- _What the task asks_:
Find every line below that contains the word "ContextOption" and copy it out.
Input for this task: Begin
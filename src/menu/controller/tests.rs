use std::time::{Duration, Instant};

use super::*;
use crate::bridge::RecordingBridge;
use crate::menu::MenuOptions;

fn ms(value: u64) -> Duration {
	Duration::from_millis(value)
}

fn payload_with(title: &str, keys: &[&str]) -> ContextMenuPayload {
	let options: MenuOptions = keys
		.iter()
		.map(|key| (*key, ContextOption::titled(key.to_uppercase())))
		.collect();
	ContextMenuPayload::new(title, options)
}

fn vehicle() -> ContextMenuPayload {
	let options: MenuOptions = [
		("a", ContextOption::titled("Lock")),
		("b", ContextOption::titled("Unlock")),
		("c", ContextOption::described("toggle lock state")),
	]
	.into_iter()
	.collect();
	ContextMenuPayload::new("Vehicle", options)
}

fn visible_keys(menu: &ContextMenu<RecordingBridge>) -> Vec<String> {
	menu.visible_options().map(|(key, _)| key.to_string()).collect()
}

#[test]
fn starts_hidden_with_placeholder() {
	let menu = ContextMenu::new(RecordingBridge::new());
	assert_eq!(menu.visibility(), Visibility::Hidden);
	assert!(menu.current_menu().title.is_empty());
	assert_eq!(menu.visible_len(), 0);
	assert!(!menu.escape_listener_active());
	assert_eq!(menu.next_deadline(), None);
}

#[test]
fn show_while_hidden_is_immediate() {
	let t0 = Instant::now();
	let mut menu = ContextMenu::new(RecordingBridge::new());
	menu.show(vehicle(), t0);

	assert!(menu.is_visible());
	assert_eq!(menu.current_menu().title, "Vehicle");
	assert_eq!(visible_keys(&menu), ["a", "b", "c"]);
	assert!(menu.escape_listener_active());
	assert!(!menu.is_transitioning());
}

#[test]
fn show_while_visible_fades_out_first() {
	let t0 = Instant::now();
	let mut menu = ContextMenu::new(RecordingBridge::new());
	menu.show(menu_a(), t0);
	menu.set_search_text("x", t0);
	assert!(menu.pump(t0 + ms(600)));

	let t1 = t0 + ms(1000);
	menu.show(menu_b(), t1);
	assert!(!menu.is_visible());
	assert_eq!(menu.current_menu().title, "A");
	assert_eq!(menu.next_deadline(), Some(t1 + DEFAULT_GRACE));

	assert!(!menu.pump(t1 + ms(99)));
	assert!(!menu.is_visible());

	assert!(menu.pump(t1 + DEFAULT_GRACE));
	assert!(menu.is_visible());
	assert_eq!(menu.current_menu().title, "B");
	assert_eq!(menu.search_text(), "");
	assert_eq!(visible_keys(&menu), ["b1", "b2"]);
}

fn menu_a() -> ContextMenuPayload {
	payload_with("A", &["a1"])
}

fn menu_b() -> ContextMenuPayload {
	payload_with("B", &["b1", "b2"])
}

#[test]
fn latest_show_during_grace_wins() {
	let t0 = Instant::now();
	let mut menu = ContextMenu::new(RecordingBridge::new());
	menu.show(menu_a(), t0);
	menu.show(menu_b(), t0 + ms(10));
	menu.show(payload_with("C", &["c1"]), t0 + ms(60));

	assert!(!menu.pump(t0 + ms(110)));
	assert!(!menu.is_visible());

	assert!(menu.pump(t0 + ms(160)));
	assert_eq!(menu.current_menu().title, "C");
	assert!(menu.is_visible());

	assert!(!menu.pump(t0 + ms(1000)));
	assert_eq!(menu.current_menu().title, "C");
}

#[test]
fn hide_sends_nothing_and_cancels_pending_reveal() {
	let t0 = Instant::now();
	let mut menu = ContextMenu::new(RecordingBridge::new());
	menu.show(menu_a(), t0);
	menu.show(menu_b(), t0);
	menu.handle_host_event(HostEvent::HideContext, t0 + ms(50));

	assert!(!menu.pump(t0 + ms(500)));
	assert!(!menu.is_visible());
	assert_eq!(menu.current_menu().title, "A");
	assert!(menu.bridge().requests().is_empty());
}

#[test]
fn escape_closes_and_notifies_once() {
	let t0 = Instant::now();
	let mut menu = ContextMenu::new(RecordingBridge::new());
	menu.show(vehicle(), t0);

	assert!(menu.handle_escape());
	assert!(!menu.is_visible());
	assert!(!menu.escape_listener_active());
	assert!(!menu.handle_escape());
	assert_eq!(menu.bridge().requests(), [HostRequest::CloseContext]);
}

#[test]
fn escape_is_ignored_while_hidden() {
	let mut menu = ContextMenu::new(RecordingBridge::new());
	assert!(!menu.handle_escape());
	assert!(!menu.close());
	assert!(menu.bridge().requests().is_empty());
}

#[test]
fn modal_menu_refuses_close() {
	let t0 = Instant::now();
	let mut menu = ContextMenu::new(RecordingBridge::new());
	let mut payload = vehicle();
	payload.can_close = Some(false);
	menu.show(payload, t0);

	assert!(!menu.handle_escape());
	assert!(!menu.close());
	assert!(menu.is_visible());
	assert!(menu.escape_listener_active());
	assert!(menu.bridge().requests().is_empty());

	menu.hide();
	assert!(!menu.is_visible());
	assert!(menu.bridge().requests().is_empty());
}

#[test]
fn explicit_can_close_true_closes() {
	let t0 = Instant::now();
	let mut menu = ContextMenu::new(RecordingBridge::new());
	let mut payload = vehicle();
	payload.can_close = Some(true);
	menu.show(payload, t0);
	assert!(menu.close());
	assert_eq!(menu.bridge().requests(), [HostRequest::CloseContext]);
}

#[test]
fn back_requests_parent_without_hiding() {
	let t0 = Instant::now();
	let mut menu = ContextMenu::new(RecordingBridge::new());
	let mut payload = vehicle();
	payload.menu = Some("garage".into());
	menu.show(payload, t0);

	menu.go_back();
	assert!(menu.is_visible());
	assert_eq!(
		menu.bridge().requests(),
		[HostRequest::OpenContext {
			id: Some("garage".into()),
			back: true,
		}]
	);

	menu.show(vehicle(), t0 + ms(5));
	menu.pump(t0 + ms(200));
	menu.go_back();
	assert_eq!(
		menu.bridge_mut().take().last(),
		Some(&HostRequest::OpenContext { id: None, back: true })
	);
}

#[test]
fn search_is_debounced() {
	let t0 = Instant::now();
	let mut menu = ContextMenu::new(RecordingBridge::new());
	menu.show(vehicle(), t0);
	let passes = menu.filter_passes();

	for (step, text) in ["t", "to", "tog", "toggle"].iter().enumerate() {
		menu.set_search_text(*text, t0 + ms(step as u64 * 200));
	}
	let last = t0 + ms(600);
	assert!(!menu.pump(last + ms(499)));
	assert_eq!(visible_keys(&menu), ["a", "b", "c"]);

	assert!(menu.pump(last + DEFAULT_DEBOUNCE));
	assert_eq!(visible_keys(&menu), ["c"]);
	assert_eq!(menu.filter_passes(), passes + 1);

	menu.set_search_text("lock", last + ms(600));
	menu.pump(last + ms(1100));
	assert_eq!(visible_keys(&menu), ["a", "b", "c"]);
}

#[test]
fn new_menu_discards_pending_search() {
	let t0 = Instant::now();
	let mut menu = ContextMenu::new(RecordingBridge::new());
	menu.show(vehicle(), t0);
	menu.set_search_text("toggle", t0 + ms(10));

	menu.hide();
	menu.show(menu_b(), t0 + ms(20));
	assert_eq!(menu.search_text(), "");
	assert_eq!(visible_keys(&menu), ["b1", "b2"]);

	menu.pump(t0 + ms(2000));
	assert_eq!(visible_keys(&menu), ["b1", "b2"]);
}

#[test]
fn activation_routes_by_option_kind() {
	let t0 = Instant::now();
	let mut menu = ContextMenu::new(RecordingBridge::new());
	let options: MenuOptions = [
		("plain", ContextOption::titled("Plain")),
		(
			"sub",
			ContextOption {
				menu: Some("submenu".into()),
				..ContextOption::titled("Sub")
			},
		),
		(
			"off",
			ContextOption {
				disabled: true,
				..ContextOption::titled("Off")
			},
		),
		(
			"ro",
			ContextOption {
				read_only: true,
				..ContextOption::titled("Info")
			},
		),
	]
	.into_iter()
	.collect();
	menu.show(ContextMenuPayload::new("Kinds", options), t0);

	assert!(menu.activate("plain"));
	assert!(menu.activate("sub"));
	assert!(!menu.activate("off"));
	assert!(!menu.activate("ro"));
	assert!(!menu.activate("missing"));
	assert_eq!(
		menu.bridge().requests(),
		[
			HostRequest::ClickContext { id: "plain".into() },
			HostRequest::OpenContext {
				id: Some("submenu".into()),
				back: false,
			},
		]
	);
}

#[test]
fn escape_listener_is_installed_once_per_visible_period() {
	let t0 = Instant::now();
	let mut menu = ContextMenu::new(RecordingBridge::new());
	menu.show(menu_a(), t0);
	menu.show(menu_b(), t0 + ms(1));
	menu.pump(t0 + ms(200));
	menu.close();

	assert_eq!(menu.escape_listener_installs(), 2);
	assert!(!menu.escape_listener_active());
}

#[test]
fn teardown_makes_deferred_work_inert() {
	let t0 = Instant::now();
	let mut menu = ContextMenu::new(RecordingBridge::new());
	menu.show(menu_a(), t0);
	menu.set_search_text("a", t0);
	menu.show(menu_b(), t0 + ms(1));
	menu.teardown();

	assert!(!menu.escape_listener_active());
	assert!(!menu.pump(t0 + ms(5000)));
	assert_eq!(menu.current_menu().title, "A");
	assert!(!menu.handle_escape());
	menu.show(menu_a(), t0 + ms(6000));
	assert!(!menu.is_visible());
	assert!(menu.bridge().requests().is_empty());
}
use std::fs::File;
use std::io::{BufRead, BufReader};
use std::path::Path;
use std::sync::mpsc::{self, Receiver};
use std::thread;

use tracing::{debug, warn};

use super::{BridgeError, HostEvent};

/// Read host events from `reader` on a background thread.
///
/// Blank lines are ignored and undecodable lines are logged and skipped. The
/// thread stops at end of input, on a read error, or once the returned
/// receiver has been dropped.
pub fn spawn_event_reader<R>(reader: R) -> Receiver<HostEvent>
where
	R: BufRead + Send + 'static,
{
	let (tx, rx) = mpsc::channel();
	thread::spawn(move || {
		for (index, line) in reader.lines().enumerate() {
			let line = match line {
				Ok(line) => line,
				Err(err) => {
					warn!("host event stream failed: {err}");
					break;
				}
			};
			if line.trim().is_empty() {
				continue;
			}
			match HostEvent::from_json_line(&line) {
				Ok(event) => {
					debug!(event = event.name(), line = index + 1, "received host event");
					if tx.send(event).is_err() {
						break;
					}
				}
				Err(err) => warn!(line = index + 1, "skipping host event: {err}"),
			}
		}
		debug!("host event stream closed");
	});
	rx
}

/// Open a file or FIFO and stream its events.
pub fn open_event_source(path: &Path) -> Result<Receiver<HostEvent>, BridgeError> {
	let file = File::open(path)?;
	Ok(spawn_event_reader(BufReader::new(file)))
}

#[cfg(test)]
mod tests {
	use std::io::{Cursor, Write};

	use super::*;

	#[test]
	fn reader_skips_blank_and_malformed_lines() {
		let input = concat!(
			r#"{"action":"showContext","data":{"title":"A"}}"#,
			"\n\n",
			"not json\n",
			r#"{"action":"hideContext"}"#,
			"\n"
		);
		let rx = spawn_event_reader(Cursor::new(input.to_string()));
		let events: Vec<_> = rx.iter().collect();
		assert_eq!(events.len(), 2);
		assert_eq!(events[0].name(), "showContext");
		assert_eq!(events[1], HostEvent::HideContext);
	}

	#[test]
	fn events_can_come_from_a_file() {
		let mut file = tempfile::NamedTempFile::new().unwrap();
		writeln!(file, r#"{{"action":"hideContext"}}"#).unwrap();
		let rx = open_event_source(file.path()).unwrap();
		assert_eq!(rx.iter().collect::<Vec<_>>(), [HostEvent::HideContext]);
	}

	#[test]
	fn missing_file_is_reported() {
		let err = open_event_source(Path::new("/nonexistent/ctxmenu-events")).unwrap_err();
		assert!(matches!(err, BridgeError::Io(_)));
	}
}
Input for this task: End
- _Response box_:
		.map(|key| (*key, ContextOption::titled(key.to_uppercase())))
		("a", ContextOption::titled("Lock")),
		("b", ContextOption::titled("Unlock")),
		("c", ContextOption::described("toggle lock state")),
		("plain", ContextOption::titled("Plain")),
			ContextOption {
				..ContextOption::titled("Sub")
			ContextOption {
				..ContextOption::titled("Off")
			ContextOption {
				..ContextOption::titled("Info")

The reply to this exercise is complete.